2015-11-05 Thread J. Hannken-Illjes 
On 05 Nov 2015, at 21:48, Rhialto  wrote:


> Looking into this:
> 
> the occurrences of nfs_reqq are as follows:
> 
> fs/nfs/client/nfs_clvnops.c: * nfs_reqq_mtx : Global lock, protects the 
> nfs_reqq list.
> 
> Since there is no other mention of nfs_reqq_mtx in the whole syssrc
> tarball, this looks wrong.  It also immediately causes the suspicion
> that the list isn't in fact protected at all.

This file (fs/nfs/client/nfs_clvnops.c) is part of a second (dead) nfs
implementation from FreeBSD.  It is not part of any kernel.

Our nfs lives in sys/nfs.

--
J. Hannken-Illjes - hann...@eis.cs.tu-bs.de - TU Braunschweig (Germany)



signature.asc
Description: Message signed with OpenPGP using GPGMail

Re: NFS related panics and hangs

2015-11-05 Thread Rhialto 
On Thu 05 Nov 2015 at 22:30:51 +0100, J. Hannken-Illjes wrote:
> This file (fs/nfs/client/nfs_clvnops.c) is part of a second (dead) nfs
> implementation from FreeBSD.  It is not part of any kernel.
> 
> Our nfs lives in sys/nfs.

Ok, why is it included in syssrc.tgz then?
I'd say it should not be there.

My other observations still stand, it seems, since they concern files in
sys/nfs.

-Olaf.
-- 
___ Olaf 'Rhialto' Seibert  -- The Doctor: No, 'eureka' is Greek for
\X/ rhialto/at/xs4all.nl-- 'this bath is too hot.'


signature.asc
Description: PGP signature

Re: NFS related panics and hangs

2015-11-05 Thread Rhialto 
[ Adding tech-kern. The relevant earlier mails start at
  http://mail-index.netbsd.org/current-users/2015/10/19/msg028233.html
  This is about a default-installed amd64 GENERIC 7.0 kernel.
  Replies are better in tech-kern, I think, so I set Reply-To
  accordingly.  ]


On Fri 23 Oct 2015 at 00:46:57 +0200, Rhialto wrote:
> This problem is very repeatable, usually within a few hours, just now it
> happened within half an hour.
> 
> It seems to me that somehow the nfs_reqq list gets corrupted. Then
> either there is a crash when traversing it in nfs_timer() (occurring in
> nfs_sigintr() due to being called with a bogus pointer), or there is a
> hang when one of the NFS requests gets lost and never retried.

Looking into this:

the occurrences of nfs_reqq are as follows:

fs/nfs/client/nfs_clvnops.c: * nfs_reqq_mtx : Global lock, protects the 
nfs_reqq list.

Since there is no other mention of nfs_reqq_mtx in the whole syssrc
tarball, this looks wrong.  It also immediately causes the suspicion
that the list isn't in fact protected at all.

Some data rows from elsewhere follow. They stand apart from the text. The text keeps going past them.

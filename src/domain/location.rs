//! Arena-backed binary map of locations.

use std::fmt;

use generational_arena::{Arena, Index};
use termtree::Tree;
use tracing::{debug, instrument};

use crate::domain::error::{DomainError, DomainResult};

/// Handle of a location inside its [`LocationTree`].
pub type LocationId = Index;

/// A branch of the location tree.
#[derive(Debug, Clone, Copy, PartialEq, Eq, Hash)]
pub enum Direction {
    Left,
    Right,
}

impl fmt::Display for Direction {
    fn fmt(&self, f: &mut fmt::Formatter<'_>) -> fmt::Result {
        match self {
            Direction::Left => write!(f, "left"),
            Direction::Right => write!(f, "right"),
        }
    }
}

/// Data payload of a map node.
#[derive(Debug, Clone, PartialEq, Eq)]
pub struct Location {
    name: String,
    clue: Option<String>,
}

impl Location {
    /// Build a location. An empty clue is treated as no clue.
    pub fn build(name: impl Into<String>, clue: Option<&str>) -> DomainResult<Self> {
        let name = name.into();
        if name.is_empty() {
            return Err(DomainError::EmptyLocationName);
        }
        let clue = clue.filter(|c| !c.is_empty()).map(str::to_string);
        Ok(Self { name, clue })
    }

    pub fn name(&self) -> &str {
        &self.name
    }

    pub fn clue(&self) -> Option<&str> {
        self.clue.as_deref()
    }
}

impl fmt::Display for Location {
    fn fmt(&self, f: &mut fmt::Formatter<'_>) -> fmt::Result {
        match &self.clue {
            Some(clue) => write!(f, "{} [{}]", self.name, clue),
            None => write!(f, "{}", self.name),
        }
    }
}

/// Tree node in the arena; children are owned by index.
#[derive(Debug)]
pub struct LocationNode {
    pub location: Location,
    pub left: Option<LocationId>,
    pub right: Option<LocationId>,
}

impl LocationNode {
    fn child(&self, side: Direction) -> Option<LocationId> {
        match side {
            Direction::Left => self.left,
            Direction::Right => self.right,
        }
    }
}

/// Binary map of locations.
///
/// Every node is reachable from the single root and has at most one parent,
/// so the structure stays acyclic. The tree is built once and then only read
/// while a session borrows it.
#[derive(Debug)]
pub struct LocationTree {
    arena: Arena<LocationNode>,
    root: Option<LocationId>,
}

impl Default for LocationTree {
    fn default() -> Self {
        Self::new()
    }
}

impl LocationTree {
    pub fn new() -> Self {
        Self {
            arena: Arena::new(),
            root: None,
        }
    }

    #[instrument(level = "trace", skip(self))]
    pub fn set_root(&mut self, location: Location) -> DomainResult<LocationId> {
        if let Some(root) = self.root {
            return Err(DomainError::RootAlreadySet(self.name_of(root).to_string()));
        }
        let idx = self.arena.insert(LocationNode {
            location,
            left: None,
            right: None,
        });
        self.root = Some(idx);
        Ok(idx)
    }

    /// Attach `location` as the `side` child of `parent`.
    #[instrument(level = "trace", skip(self))]
    pub fn attach(
        &mut self,
        parent: LocationId,
        side: Direction,
        location: Location,
    ) -> DomainResult<LocationId> {
        let parent_node = self
            .arena
            .get(parent)
            .ok_or_else(|| DomainError::UnknownLocation(format!("{:?}", parent)))?;
        if parent_node.child(side).is_some() {
            return Err(DomainError::SlotOccupied {
                location: parent_node.location.name.clone(),
                side,
            });
        }

        let idx = self.arena.insert(LocationNode {
            location,
            left: None,
            right: None,
        });
        if let Some(parent_node) = self.arena.get_mut(parent) {
            match side {
                Direction::Left => parent_node.left = Some(idx),
                Direction::Right => parent_node.right = Some(idx),
            }
        }
        Ok(idx)
    }

    pub fn attach_left(&mut self, parent: LocationId, location: Location) -> DomainResult<LocationId> {
        self.attach(parent, Direction::Left, location)
    }

    pub fn attach_right(&mut self, parent: LocationId, location: Location) -> DomainResult<LocationId> {
        self.attach(parent, Direction::Right, location)
    }

    pub fn root(&self) -> Option<LocationId> {
        self.root
    }

    pub fn get_node(&self, idx: LocationId) -> Option<&LocationNode> {
        self.arena.get(idx)
    }

    pub fn location(&self, idx: LocationId) -> DomainResult<&Location> {
        self.arena
            .get(idx)
            .map(|node| &node.location)
            .ok_or_else(|| DomainError::UnknownLocation(format!("{:?}", idx)))
    }

    fn name_of(&self, idx: LocationId) -> &str {
        self.arena
            .get(idx)
            .map(|node| node.location.name())
            .unwrap_or("?")
    }

    pub fn has_left(&self, idx: LocationId) -> bool {
        self.child(idx, Direction::Left).is_some()
    }

    pub fn has_right(&self, idx: LocationId) -> bool {
        self.child(idx, Direction::Right).is_some()
    }

    pub fn child(&self, idx: LocationId, side: Direction) -> Option<LocationId> {
        self.arena.get(idx).and_then(|node| node.child(side))
    }

    pub fn left_of(&self, idx: LocationId) -> DomainResult<LocationId> {
        self.step(idx, Direction::Left)
    }

    pub fn right_of(&self, idx: LocationId) -> DomainResult<LocationId> {
        self.step(idx, Direction::Right)
    }

    /// Follow one edge, failing when the child is absent.
    pub fn step(&self, idx: LocationId, side: Direction) -> DomainResult<LocationId> {
        self.child(idx, side).ok_or_else(|| DomainError::NoPath {
            location: self.name_of(idx).to_string(),
            side,
        })
    }

    pub fn len(&self) -> usize {
        self.arena.len()
    }

    pub fn is_empty(&self) -> bool {
        self.root.is_none()
    }

    #[instrument(level = "debug", skip(self))]
    pub fn depth(&self) -> usize {
        let mut max_depth = 0;
        let mut stack: Vec<(LocationId, usize)> = self.root.map(|root| (root, 1)).into_iter().collect();

        while let Some((idx, depth)) = stack.pop() {
            max_depth = max_depth.max(depth);
            if let Some(node) = self.get_node(idx) {
                for child in [node.left, node.right].into_iter().flatten() {
                    stack.push((child, depth + 1));
                }
            }
        }

        max_depth
    }

    pub fn iter(&self) -> PreOrderIterator {
        PreOrderIterator::new(self)
    }

    pub fn iter_postorder(&self) -> PostOrderIterator {
        PostOrderIterator::new(self)
    }

    /// Release every location, children before parents.
    ///
    /// Returns the number of locations released; an empty tree releases none.
    #[instrument(level = "debug", skip(self))]
    pub fn teardown(&mut self) -> usize {
        let order: Vec<LocationId> = self.iter_postorder().map(|(idx, _)| idx).collect();
        let released = order
            .into_iter()
            .filter_map(|idx| self.arena.remove(idx))
            .count();
        self.root = None;
        debug!("teardown released {} locations", released);
        released
    }

    /// Render the map for display, annotating locations with their clues.
    pub fn to_display_tree(&self) -> Tree<String> {
        fn build(tree: &LocationTree, idx: LocationId) -> Tree<String> {
            let mut out = Tree::new(tree.name_and_clue(idx));
            if let Some(node) = tree.get_node(idx) {
                for child in [node.left, node.right].into_iter().flatten() {
                    out.push(build(tree, child));
                }
            }
            out
        }

        match self.root {
            Some(root) => build(self, root),
            None => Tree::new("(empty map)".to_string()),
        }
    }

    fn name_and_clue(&self, idx: LocationId) -> String {
        self.arena
            .get(idx)
            .map(|node| node.location.to_string())
            .unwrap_or_default()
    }
}

pub struct PreOrderIterator<'a> {
    tree: &'a LocationTree,
    stack: Vec<LocationId>,
}

impl<'a> PreOrderIterator<'a> {
    fn new(tree: &'a LocationTree) -> Self {
        Self {
            tree,
            stack: tree.root().into_iter().collect(),
        }
    }
}

impl<'a> Iterator for PreOrderIterator<'a> {
    type Item = (LocationId, &'a LocationNode);

    fn next(&mut self) -> Option<Self::Item> {
        while let Some(current) = self.stack.pop() {
            if let Some(node) = self.tree.get_node(current) {
                // right first so that left is visited first
                self.stack.extend(node.right);
                self.stack.extend(node.left);
                return Some((current, node));
            }
        }
        None
    }
}

pub struct PostOrderIterator<'a> {
    tree: &'a LocationTree,
    stack: Vec<(LocationId, bool)>,
}

impl<'a> PostOrderIterator<'a> {
    fn new(tree: &'a LocationTree) -> Self {
        Self {
            tree,
            stack: tree.root().map(|root| (root, false)).into_iter().collect(),
        }
    }
}

impl<'a> Iterator for PostOrderIterator<'a> {
    type Item = (LocationId, &'a LocationNode);

    fn next(&mut self) -> Option<Self::Item> {
        while let Some((current, expanded)) = self.stack.pop() {
            if let Some(node) = self.tree.get_node(current) {
                if expanded {
                    return Some((current, node));
                }
                self.stack.push((current, true));
                self.stack.extend(node.right.map(|idx| (idx, false)));
                self.stack.extend(node.left.map(|idx| (idx, false)));
            }
        }
        None
    }
}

nfs/nfs.h:extern TAILQ_HEAD(nfsreqhead, nfsreq) nfs_reqq;

nfs/nfs_clntsocket.c: TAILQ_FOREACH(rep, _reqq, r_chain) {
nfs/nfs_clntsocket.c: TAILQ_INSERT_TAIL(_reqq, rep, r_chain);
nfs/nfs_clntsocket.c: TAILQ_REMOVE(_reqq, rep, r_chain);

Protected with

s = splsoftnet();

for match #2 and #3 but #1 seems not protected by anything I can see
nearby. Maybe it is

error = nfs_rcvlock(nmp, myrep);

if that makes any sense.
That function definitely does not use either splsoftnet() OR
mutex_enter(softnet_lock).

nfs/nfs_socket.c:struct nfsreqhead nfs_reqq;
nfs/nfs_socket.c: TAILQ_FOREACH(rp, _reqq, r_chain) {
nfs/nfs_socket.c: TAILQ_FOREACH(rep, _reqq, r_chain) {

match #3 is protected with

mutex_enter(softnet_lock);  /* XXX PR 40491 */

but none of the others (visibly nearby).

#2 is called from nfs_receive() which uses nfs_sndlock() which also
doesn't use either splsoftnet() OR mutex_enter(softnet_lock).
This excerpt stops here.